Please show every line in the entries below that includes the word "entities".

[Records for the task — start]

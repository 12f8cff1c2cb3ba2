//! Task store service: persistent task lifecycle with deduplication, a
//! queue flag for the Brain-side scheduler, and the completion side effects
//! (device XP, bounty payment, bus report) that tie tasks to the wallet.

pub mod effects;
pub mod model;
pub mod routes;
pub mod store;

use std::sync::Arc;

use anyhow::Result;
use tower_http::trace::TraceLayer;
use tracing::info;

use soms_bus::Bus;
use soms_config::TaskStoreConfig;

use crate::effects::TaskEffects;
use crate::routes::AppState;
use crate::store::TaskStore;

/// Run the task store HTTP service until the process exits.
pub async fn serve(config: TaskStoreConfig, http: reqwest::Client, bus: Option<Bus>) -> Result<()> {
    let store = TaskStore::connect(&config.database_url).await?;
    let effects = Arc::new(TaskEffects::new(http, config.ledger_url.clone(), bus));
    let app = routes::router(AppState { store, effects }).layer(TraceLayer::new_for_http());

    let listener = tokio::net::TcpListener::bind(&config.bind_addr).await?;
    info!(addr = %config.bind_addr, "task store listening");
    axum::serve(listener, app).await?;
    Ok(())
}
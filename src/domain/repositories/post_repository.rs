//! Repository trait for posts.

use crate::domain::entities::{NewPost, Post};
use crate::error::AppError;
use async_trait::async_trait;

/// Repository interface for posts.
///
/// Listing returns raw posts; resolving `category_id` to a category name and
/// color is done by [`crate::application::services::PostService`], so any
/// backend only has to store and return rows.
#[cfg_attr(test, mockall::automock)]
#[async_trait]
pub trait PostRepository: Send + Sync {
    /// Inserts a post.
    ///
    /// # Errors
    ///
    /// Returns [`AppError::Validation`] if `category_id` does not reference an
    /// existing category.
    /// Returns [`AppError::Internal`] on datastore errors.
    async fn insert(&self, new_post: NewPost) -> Result<(), AppError>;

    /// Lists all posts, newest first.
    ///
    /// # Errors
    ///
    /// Returns [`AppError::Internal`] on datastore errors.
    async fn list(&self) -> Result<Vec<Post>, AppError>;
}
//! Application layer services implementing business logic.
//!
//! Services validate input, derive slugs, attribute posts to the current
//! session and hand publication events to the publish worker. They consume
//! repository traits and are shared with HTTP handlers through
//! [`crate::state::AppState`].
//!
//! # Available Services
//!
//! - [`services::CategoryService`] - Category listing and creation
//! - [`services::TagService`] - Tag listing and creation
//! - [`services::PostService`] - Post listing with category enrichment, creation and publication
//! - [`services::SessionService`] - Bearer-token sessions and the request-scoped [`services::SessionProvider`]

pub mod services;
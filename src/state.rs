//! Shared application state injected into every handler.

use std::sync::Arc;
use tokio::sync::mpsc;

use crate::application::services::{CategoryService, PostService, SessionService, TagService};
use crate::domain::publish_event::PostPublishedEvent;
use crate::domain::repositories::{
    CategoryRepository, HealthRepository, PostRepository, SessionRepository, TagRepository,
};
use crate::infrastructure::persistence::Repositories;

/// Services and handles shared across requests.
///
/// Cloning is cheap: every field is an `Arc` or a channel sender.
#[derive(Clone)]
pub struct AppState {
    pub category_service: Arc<CategoryService<dyn CategoryRepository>>,
    pub tag_service: Arc<TagService<dyn TagRepository>>,
    pub post_service: Arc<PostService<dyn PostRepository, dyn CategoryRepository>>,
    pub session_service: Arc<SessionService<dyn SessionRepository>>,
    pub health: Arc<dyn HealthRepository>,
    pub publish_sender: mpsc::Sender<PostPublishedEvent>,
    /// Whether publication events are delivered to a real webhook.
    pub webhook_enabled: bool,
}

impl AppState {
    /// Wires the services on top of one set of repositories.
    ///
    /// `publish_sender` is the sending half of the publish worker's queue.
    pub fn new(
        repositories: Repositories,
        publish_sender: mpsc::Sender<PostPublishedEvent>,
        signing_secret: String,
        webhook_enabled: bool,
    ) -> Self {
        let Repositories {
            categories,
            tags,
            posts,
            sessions,
            health,
        } = repositories;

        Self {
            category_service: Arc::new(CategoryService::new(categories.clone())),
            tag_service: Arc::new(TagService::new(tags)),
            post_service: Arc::new(PostService::new(
                posts,
                categories,
                publish_sender.clone(),
            )),
            session_service: Arc::new(SessionService::new(sessions, signing_secret)),
            health,
            publish_sender,
            webhook_enabled,
        }
    }
}
//! Repository trait for session storage.

use crate::domain::entities::{NewSession, Session};
use crate::error::AppError;
use async_trait::async_trait;
use uuid::Uuid;

/// Repository interface for sessions.
///
/// Sessions are looked up by the HMAC hash of their bearer token; raw tokens
/// never reach this layer.
#[cfg_attr(test, mockall::automock)]
#[async_trait]
pub trait SessionRepository: Send + Sync {
    /// Stores a new session.
    ///
    /// # Errors
    ///
    /// Returns [`AppError::Conflict`] if a session with the same token hash exists.
    /// Returns [`AppError::Internal`] on datastore errors.
    async fn create(&self, new_session: NewSession) -> Result<Session, AppError>;

    /// Finds a non-revoked session by token hash.
    async fn find_active(&self, token_hash: &str) -> Result<Option<Session>, AppError>;

    /// Records that the session was just used.
    async fn touch(&self, token_hash: &str) -> Result<(), AppError>;

    /// Revokes the active session with this token hash.
    ///
    /// Returns `false` if no active session matched.
    async fn revoke(&self, token_hash: &str) -> Result<bool, AppError>;

    /// Revokes the active session with this id.
    ///
    /// Returns `false` if no active session matched.
    async fn revoke_by_id(&self, id: Uuid) -> Result<bool, AppError>;

    /// Lists all sessions, newest first.
    async fn list(&self) -> Result<Vec<Session>, AppError>;
}
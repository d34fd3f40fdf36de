//! Field checks shared by the HTTP DTOs and the service layer.

use regex::Regex;
use serde_json::json;
use std::sync::LazyLock;

use crate::error::AppError;

/// Matches `#RGB` or `#RRGGBB` hex colors.
pub static HEX_COLOR: LazyLock<Regex> =
    LazyLock::new(|| Regex::new(r"^#([0-9a-fA-F]{3}|[0-9a-fA-F]{6})$").unwrap());

/// Rejects an empty required field.
///
/// Only the empty string fails; whitespace-only values are accepted.
///
/// # Errors
///
/// Returns [`AppError::Validation`] naming the field.
pub fn require_non_empty(field: &'static str, value: &str) -> Result<(), AppError> {
    if value.is_empty() {
        return Err(AppError::bad_request(
            format!("{field} must not be empty"),
            json!({ "field": field }),
        ));
    }
    Ok(())
}

/// Rejects a color that is not a `#RGB` / `#RRGGBB` hex string.
pub fn require_hex_color(color: &str) -> Result<(), AppError> {
    if !HEX_COLOR.is_match(color) {
        return Err(AppError::bad_request(
            "color must be a hex color like #3B82F6",
            json!({ "field": "color", "provided": color }),
        ));
    }
    Ok(())
}
//! Domain layer containing business entities and contracts.
//!
//! # Architecture
//!
//! - [`entities`] - Core data structures
//! - [`repositories`] - Data access trait definitions
//! - [`publish_event`] - Webhook payload for published posts
//! - [`publish_worker`] - Background delivery of publication events
//!
//! # Publication Flow
//!
//! 1. [`crate::application::services::PostService`] inserts a published post
//! 2. A [`publish_event::PostPublishedEvent`] is pushed onto a bounded channel
//!    without waiting
//! 3. [`publish_worker::run_publish_worker`] makes one delivery attempt via
//!    [`crate::infrastructure::webhook::PublishNotifier`]
//! 4. The outcome is logged and counted; nothing else observes it

pub mod entities;
pub mod publish_event;
pub mod publish_worker;
pub mod repositories;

[Records for the task — finish]

= Written answer =
use crate::domain::entities::{NewPost, Post};
use crate::domain::entities::{NewSession, Session};
//! Domain layer containing business entities and contracts.
//! - [`entities`] - Core data structures
pub mod entities;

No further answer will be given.